Zu den meisten habe ich inzwischen keinen Kontakt mehr, aber zu meinen Hauptprotagonist*innen schon. Ihre Hoffnungen haben sich nur teilweise erfüllt: Sie durften alle eigene Wohnungen beziehen und aus der Enge des Heimes raus, haben aber immer noch den Duldungsstatus. Die Eltern arbeiten, die Kinder können Deutsch und machen teilweise schon ihre Schulabschlüsse. Manche haben geheiratet, damit sind sie aus dem Schneider, aber bei vielen bleibt es ungewiss.
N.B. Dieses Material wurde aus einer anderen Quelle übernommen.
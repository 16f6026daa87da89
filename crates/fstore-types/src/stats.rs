use std::fmt;
use std::str::FromStr;

use serde::{Deserialize, Serialize};

/// Occurrence count of one (lower-cased) word across all stored files.
#[derive(Clone, Debug, PartialEq, Eq, Hash, Serialize, Deserialize)]
pub struct WordFrequency {
    pub word: String,
    pub count: u64,
}

impl WordFrequency {
    pub fn new(word: impl Into<String>, count: u64) -> Self {
        Self {
            word: word.into(),
            count,
        }
    }
}

/// Sort direction for word frequency results, by count.
#[derive(Clone, Copy, Debug, Default, PartialEq, Eq, Serialize, Deserialize)]
#[serde(rename_all = "lowercase")]
pub enum Order {
    #[default]
    Asc,
    Dsc,
}

impl Order {
    /// Lenient parse: `"dsc"`/`"desc"` select descending, anything else ascending.
    pub fn parse_lenient(s: &str) -> Self {
        s.parse().unwrap_or_default()
    }

    pub fn as_str(&self) -> &'static str {
        match self {
            Self::Asc => "asc",
            Self::Dsc => "dsc",
        }
    }
}

impl FromStr for Order {
    type Err = String;

    fn from_str(s: &str) -> Result<Self, Self::Err> {
        match s.trim().to_ascii_lowercase().as_str() {
            "asc" => Ok(Self::Asc),
            "dsc" | "desc" => Ok(Self::Dsc),
            other => Err(format!("unknown order: {other} (expected asc or dsc)")),
        }
    }
}

impl fmt::Display for Order {
    fn fmt(&self, f: &mut fmt::Formatter<'_>) -> fmt::Result {
        f.write_str(self.as_str())
    }
}
use fstore_types::TypeError;

/// Errors from name index, blob store, and coordinator operations.
#[derive(Debug, thiserror::Error)]
pub enum StoreError {
    /// The requested name or digest is not present.
    #[error("not found: {0}")]
    NotFound(String),

    /// A file with this name already exists.
    #[error("already exists: {0}")]
    Conflict(String),

    /// The caller supplied an unusable request (empty name, nothing to store).
    #[error("invalid input: {0}")]
    InvalidInput(String),

    /// A persisted key or value could not be decoded.
    #[error("corrupt entry {key}: {reason}")]
    Corrupt { key: String, reason: String },

    /// Failure reported by the storage engine.
    #[error("storage engine error: {0}")]
    Engine(#[from] sled::Error),

    /// I/O error outside the storage engine.
    #[error("I/O error: {0}")]
    Io(#[from] std::io::Error),

    /// Backend failure that is neither an engine nor an I/O error.
    #[error("backend error: {0}")]
    Backend(String),
}

/// Coarse classification of a [`StoreError`] for transport-level mapping.
#[derive(Clone, Copy, Debug, PartialEq, Eq)]
pub enum ErrorKind {
    NotFound,
    Conflict,
    InvalidInput,
    Io,
}

impl StoreError {
    pub fn kind(&self) -> ErrorKind {
        match self {
            Self::NotFound(_) => ErrorKind::NotFound,
            Self::Conflict(_) => ErrorKind::Conflict,
            Self::InvalidInput(_) => ErrorKind::InvalidInput,
            Self::Corrupt { .. } | Self::Engine(_) | Self::Io(_) | Self::Backend(_) => {
                ErrorKind::Io
            }
        }
    }

    pub fn is_not_found(&self) -> bool {
        self.kind() == ErrorKind::NotFound
    }

    pub(crate) fn corrupt(key: impl Into<String>, err: TypeError) -> Self {
        Self::Corrupt {
            key: key.into(),
            reason: err.to_string(),
        }
    }
}

/// Result alias for store operations.
pub type StoreResult<T> = Result<T, StoreError>;

#[cfg(test)]
mod tests {
    use super::*;

    #[test]
    fn kinds_follow_taxonomy() {
        assert_eq!(StoreError::NotFound("a".into()).kind(), ErrorKind::NotFound);
        assert_eq!(StoreError::Conflict("a".into()).kind(), ErrorKind::Conflict);
        assert_eq!(
            StoreError::InvalidInput("a".into()).kind(),
            ErrorKind::InvalidInput
        );
        assert_eq!(StoreError::Backend("x".into()).kind(), ErrorKind::Io);
        let io = std::io::Error::new(std::io::ErrorKind::Other, "disk");
        assert_eq!(StoreError::from(io).kind(), ErrorKind::Io);
    }

    #[test]
    fn corrupt_keeps_reason() {
        let err = StoreError::corrupt("names/a", TypeError::InvalidHex("q".into()));
        assert!(err.to_string().contains("names/a"));
        assert_eq!(err.kind(), ErrorKind::Io);
    }
}
use serde::{Deserialize, Serialize};

use crate::digest::Digest;

/// Detailed description of one stored file, as produced by a detailed listing.
#[derive(Clone, Debug, PartialEq, Eq, Serialize, Deserialize)]
pub struct FileRecord {
    /// File name (the name index key).
    pub name: String,
    /// Hex-encoded content digest.
    pub digest: String,
    /// Payload size in bytes.
    pub size: u64,
    /// Number of whitespace-delimited words in the payload.
    pub word_count: u64,
}

impl FileRecord {
    pub fn new(name: impl Into<String>, digest: &Digest, size: u64, word_count: u64) -> Self {
        Self {
            name: name.into(),
            digest: digest.to_hex(),
            size,
            word_count,
        }
    }
}

/// Result of listing the store, in name index order.
///
/// Serializes as a bare JSON array: either of names or of [`FileRecord`]s.
#[derive(Clone, Debug, PartialEq, Eq, Serialize, Deserialize)]
#[serde(untagged)]
pub enum Listing {
    Names(Vec<String>),
    Details(Vec<FileRecord>),
}

impl Listing {
    pub fn len(&self) -> usize {
        match self {
            Self::Names(names) => names.len(),
            Self::Details(records) => records.len(),
        }
    }

    pub fn is_empty(&self) -> bool {
        self.len() == 0
    }

    /// File names in listing order, regardless of detail level.
    pub fn names(&self) -> Vec<&str> {
        match self {
            Self::Names(names) => names.iter().map(String::as_str).collect(),
            Self::Details(records) => records.iter().map(|r| r.name.as_str()).collect(),
        }
    }
}

#[cfg(test)]
mod tests {
    use super::*;

    #[test]
    fn record_carries_hex_digest() {
        let digest = Digest::of(b"payload");
        let record = FileRecord::new("a.txt", &digest, 7, 1);
        assert_eq!(record.digest, digest.to_hex());
    }

    #[test]
    fn names_listing_serializes_as_string_array() {
        let listing = Listing::Names(vec!["a".into(), "b".into()]);
        assert_eq!(serde_json::to_string(&listing).unwrap(), r#"["a","b"]"#);
    }

    #[test]
    fn details_listing_serializes_as_object_array() {
        let digest = Digest::of(b"x");
        let listing = Listing::Details(vec![FileRecord::new("x", &digest, 1, 1)]);
        let json: serde_json::Value = serde_json::to_value(&listing).unwrap();
        assert_eq!(json[0]["name"], "x");
        assert_eq!(json[0]["size"], 1);
        assert_eq!(json[0]["word_count"], 1);
    }

    #[test]
    fn untagged_listing_deserializes_both_shapes() {
        let names: Listing = serde_json::from_str(r#"["one"]"#).unwrap();
        assert_eq!(names.names(), vec!["one"]);

        let details: Listing = serde_json::from_str(
            r#"[{"name":"two","digest":"00","size":3,"word_count":1}]"#,
        )
        .unwrap();
        assert!(matches!(details, Listing::Details(_)));
        assert_eq!(details.len(), 1);
    }
}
Mit einem Duldungsstatus ist es schwierig, eine Ausbildung zu finden, einige Mädchen sind auch Mütter geworden, um aus dem Elternhaus rauszukommen. Fast keine*r kennt die Heimatländer der Eltern, das Leben in Deutschland ist für die jungen Menschen ambivalent. Sie fühlen sich einerseits als Ausländer*innen, auch weil sie „nur“ geduldet sind, andererseits haben sie deutsche Freund*innen und Kontakte und möchten dazugehören. Aber wenn man diese zwei Kulturen als Bereicherung ansieht, dann ist das eine Chance.

 

Stefanie Zofia Schulz wurde 1987 in Deutschland, in einer baden-württembergischen Wohnsiedlung für Migrant*innen auf der Flucht aus Russland und Polen, geboren. Sie absolvierte 2010-2013 die Ostkreuzschule für Fotografie in Berlin. Duldung war ihre Abschlussarbeit, die sie mehrfach auf Festivals und bei Ausstellungen präsentierte. Ihre fotografische Praxis konzentriert sich auf die Dokumentation wichtiger sozialer und gesellschaftlicher Fragen. Heute arbeitet sie als freie Fotografin.